Sa voix fut soudainement étouffée tandis qu’une autre, beaucoup plus grave tomba comme un couperet, ne permettant aucune contradiction.

« Silence, Scylla. »

Je me retournai brusquement tandis que Scylla retirait de devant sa bouche avec frénésie une main à la peau tannée et brune, dont le dos était sillonné de trajets tendineux imposants et marqués, saillants sous l’épiderme et délimitant chaque rayon des doigts.

Je relevai les yeux et croisai un regard aussi unique que celui de Kirin ou de Khaan, un regard quasi irréel appartenant à un être unique en son genre, n’appartenant à aucune racine, à aucun peuple. Une image intemporelle, entourée d’une aura présente mais totalement différente de celle de Sirius qui se voulait rassurante. Un cosmos macabre.

Je rencontrai pour la première fois VanRâh, le chevalier d’or du signe du Scorpion.

Une peau mâte à la couleur de miel sombre, des yeux dorés comme ceux des loups hantant les forêts les plus reculées et ténébreuses du monde, dont la pupille légèrement courbe renforçait leur expression sauvage. Le regard oblique était souligné de cils dont la densité donnait l’impression que la paupière était délimitée et soulignée d’un trait épais de crayon noir, la prolongeant à la jonction extérieure de celle supérieure et celle inférieure en une pointe courte mais se tirant vers la tempe tel un œil de félin. Son visage portait un air étrange, comme s’il était rongé par un ennui profond et éprouvé de toutes parts, de même que son regard jaune se faisait par instants le sosie de celui des bêtes sauvages et souveraines, attestant d’une lassitude et d’un désintérêt quasi-total envers ce qui pouvait se passer autour de lui.
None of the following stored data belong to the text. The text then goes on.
//! Structural tree comparison and unified diff rendering.

use std::collections::HashMap;
use std::path::Path;

use git2::{Oid, Patch};
use tracing::{debug, info};

use crate::git::error::{DiffStage, DiffStageExt, GitError};
use crate::git::repository::RepositoryReader;
use crate::git::snapshot::{ResolvedCommit, TreeSnapshot};

/// Mode shown in headers of added and removed files.
const FILE_MODE: &str = "100644";

/// A single file-level difference between two trees.
#[derive(Debug, Clone, PartialEq, Eq)]
pub enum Change {
    /// The path only exists in the head tree.
    Added {
        /// File path.
        path: String,
        /// Blob id in the head tree.
        new_id: Oid,
    },
    /// The path only exists in the base tree.
    Removed {
        /// File path.
        path: String,
        /// Blob id in the base tree.
        old_id: Oid,
    },
    /// The path exists in both trees with different content.
    Modified {
        /// File path.
        path: String,
        /// Blob id in the base tree.
        old_id: Oid,
        /// Blob id in the head tree.
        new_id: Oid,
    },
}

impl Change {
    /// Returns the path this change applies to.
    pub fn path(&self) -> &str {
        match self {
            Self::Added { path, .. } | Self::Removed { path, .. } | Self::Modified { path, .. } => {
                path
            }
        }
    }

    /// Returns the one-letter status used in logs (`A`, `D` or `M`).
    pub fn status(&self) -> char {
        match self {
            Self::Added { .. } => 'A',
            Self::Removed { .. } => 'D',
            Self::Modified { .. } => 'M',
        }
    }

    fn old_id(&self) -> Option<Oid> {
        match self {
            Self::Removed { old_id, .. } | Self::Modified { old_id, .. } => Some(*old_id),
            Self::Added { .. } => None,
        }
    }

    fn new_id(&self) -> Option<Oid> {
        match self {
            Self::Added { new_id, .. } | Self::Modified { new_id, .. } => Some(*new_id),
            Self::Removed { .. } => None,
        }
    }
}

/// Ordered file-level differences between two trees.
#[derive(Debug, Clone, Default, PartialEq, Eq)]
pub struct ChangeSet {
    changes: Vec<Change>,
}

impl ChangeSet {
    /// Compares two snapshots path by path.
    ///
    /// Removals and modifications come first in base enumeration order,
    /// followed by additions in head enumeration order. Paths whose content
    /// identity is unchanged are left out. A snapshot listing the same path
    /// twice is rejected.
    pub fn between(base: &TreeSnapshot, head: &TreeSnapshot) -> Result<Self, git2::Error> {
        let head_ids = index_by_path(head)?;
        let base_paths = index_by_path(base)?;

        let mut changes = Vec::new();
        for entry in base.entries() {
            match head_ids.get(entry.path.as_str()) {
                None => changes.push(Change::Removed {
                    path: entry.path.clone(),
                    old_id: entry.id,
                }),
                Some(&new_id) if new_id != entry.id => changes.push(Change::Modified {
                    path: entry.path.clone(),
                    old_id: entry.id,
                    new_id,
                }),
                Some(_) => {}
            }
        }

        for entry in head.entries() {
            if !base_paths.contains_key(entry.path.as_str()) {
                changes.push(Change::Added {
                    path: entry.path.clone(),
                    new_id: entry.id,
                });
            }
        }

        Ok(Self { changes })
    }

    /// Returns the changes in presentation order.
    pub fn changes(&self) -> &[Change] {
        &self.changes
    }

    /// Returns the number of changed files.
    pub fn len(&self) -> usize {
        self.changes.len()
    }

    /// Returns true if the trees were identical.
    pub fn is_empty(&self) -> bool {
        self.changes.is_empty()
    }
}

fn index_by_path(snapshot: &TreeSnapshot) -> Result<HashMap<&str, Oid>, git2::Error> {
    let mut ids = HashMap::with_capacity(snapshot.len());
    for entry in snapshot.entries() {
        if ids.insert(entry.path.as_str(), entry.id).is_some() {
            return Err(git2::Error::from_str(&format!(
                "duplicate path '{}' in tree snapshot",
                entry.path
            )));
        }
    }
    Ok(ids)
}

/// Renders one change as a unified diff patch.
pub fn render_change<R: RepositoryReader + ?Sized>(
    repo: &R,
    change: &Change,
) -> Result<String, git2::Error> {
    let old_content = change
        .old_id()
        .map(|id| repo.read_blob(id))
        .transpose()?
        .unwrap_or_default();
    let new_content = change
        .new_id()
        .map(|id| repo.read_blob(id))
        .transpose()?
        .unwrap_or_default();

    let path = Path::new(change.path());
    let mut patch = Patch::from_buffers(&old_content, Some(path), &new_content, Some(path), None)?;
    let buf = patch.to_buf()?;

    if buf.is_empty() {
        // No hunks, as for an empty file being added or removed
        return Ok(header_only_patch(change));
    }

    Ok(String::from_utf8_lossy(&buf).into_owned())
}

/// Renders the file header of a change that has no content hunks.
fn header_only_patch(change: &Change) -> String {
    let path = change.path();
    let mut header = format!("diff --git a/{path} b/{path}\n");
    match change {
        Change::Added { .. } => {
            header.push_str(&format!(
                "new file mode {FILE_MODE}\n--- /dev/null\n+++ b/{path}\n"
            ));
        }
        Change::Removed { .. } => {
            header.push_str(&format!(
                "deleted file mode {FILE_MODE}\n--- a/{path}\n+++ /dev/null\n"
            ));
        }
        Change::Modified { .. } => {
            header.push_str(&format!("--- a/{path}\n+++ b/{path}\n"));
        }
    }
    header
}

/// Diffs the current HEAD against a base branch.
pub struct TreeDiffer<'r, R: RepositoryReader + ?Sized> {
    repo: &'r R,
}

impl<'r, R: RepositoryReader + ?Sized> TreeDiffer<'r, R> {
    /// Creates a differ over `repo`.
    pub fn new(repo: &'r R) -> Self {
        Self { repo }
    }

    /// Returns the unified diff from `base_branch` to HEAD.
    ///
    /// The result only depends on the content of the two trees. An empty
    /// string means the trees are identical.
    pub fn diff(&self, base_branch: &str) -> Result<String, GitError> {
        let changes = self.change_set(base_branch)?;
        self.render(&changes)
    }

    /// Computes the change set from `base_branch` to HEAD without rendering.
    pub fn change_set(&self, base_branch: &str) -> Result<ChangeSet, GitError> {
        let base_ref = self
            .repo
            .branch_reference(base_branch)
            .at_stage(DiffStage::ResolveBaseRef)?;
        let base_commit = self
            .resolve_commit(base_ref.target, &base_ref.name)
            .at_stage(DiffStage::ResolveBaseCommit)?;
        let base_tree = self
            .repo
            .find_tree(&base_commit)
            .at_stage(DiffStage::ResolveBaseTree)?;

        let head_ref = self
            .repo
            .head_reference()
            .at_stage(DiffStage::ResolveHeadRef)?;
        let head_commit = self
            .resolve_commit(head_ref.target, &head_ref.name)
            .at_stage(DiffStage::ResolveHeadCommit)?;
        let head_tree = self
            .repo
            .find_tree(&head_commit)
            .at_stage(DiffStage::ResolveHeadTree)?;

        debug!(
            base_branch,
            base_commit = %base_commit.id,
            head = %head_ref.name,
            head_commit = %head_commit.id,
            base_files = base_tree.len(),
            head_files = head_tree.len(),
            "Resolved trees to compare"
        );

        let changes =
            ChangeSet::between(&base_tree, &head_tree).at_stage(DiffStage::ComputeChangeSet)?;

        for change in changes.changes() {
            debug!(status = %change.status(), path = change.path(), "Change");
        }
        info!(changed_files = changes.len(), "Computed change set");

        Ok(changes)
    }

    /// Renders every change in order and concatenates the patches.
    pub fn render(&self, changes: &ChangeSet) -> Result<String, GitError> {
        let mut diff = String::new();
        for change in changes.changes() {
            let patch = render_change(self.repo, change).at_stage(DiffStage::RenderPatch)?;
            diff.push_str(&patch);
        }

        debug!(diff_len = diff.len(), "Rendered unified diff");
        Ok(diff)
    }

    fn resolve_commit(
        &self,
        target: Option<Oid>,
        name: &str,
    ) -> Result<ResolvedCommit, git2::Error> {
        let id = target.ok_or_else(|| {
            git2::Error::from_str(&format!("reference '{name}' does not point at a commit"))
        })?;
        self.repo.find_commit(id)
    }
}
Il portait des cheveux démesurément longs, d’un brun sombre presque noir, dont l’épaisseur et leur séparation en une multitude de mèches courbées à leur extrémité en tout sens reposaient mollement sur ses épaules et descendaient le long de son dos comme un vêtement à part entière. Des rubans pourpres étaient passés dans cette crinière dense et folle d’épis effilés, dont chaque pli donnait de la magnificence, tressant et retenant deux lourdes mèches passées devant ses épaules.

Il avait un habit assez rudimentaire mais dont le tissu dénotait une origine autre que celle de Grèce, encore différente que celle de mon peuple ou ceux de Khaan, de Sirius ou de Dohko : une chemise blanche avec une encolure large et lacée elle aussi de rubans pourpres sur le devant, desserrés afin, sans doute, donner plus d’aisance, repassant sur un pantalon à teinte brune, large, relevé à la taille par une ceinture à deux passants, peut-être un peu trop grande pour lui car l’extrémité restée longue malgré sa fixation retombait sur le coté droit de l’homme.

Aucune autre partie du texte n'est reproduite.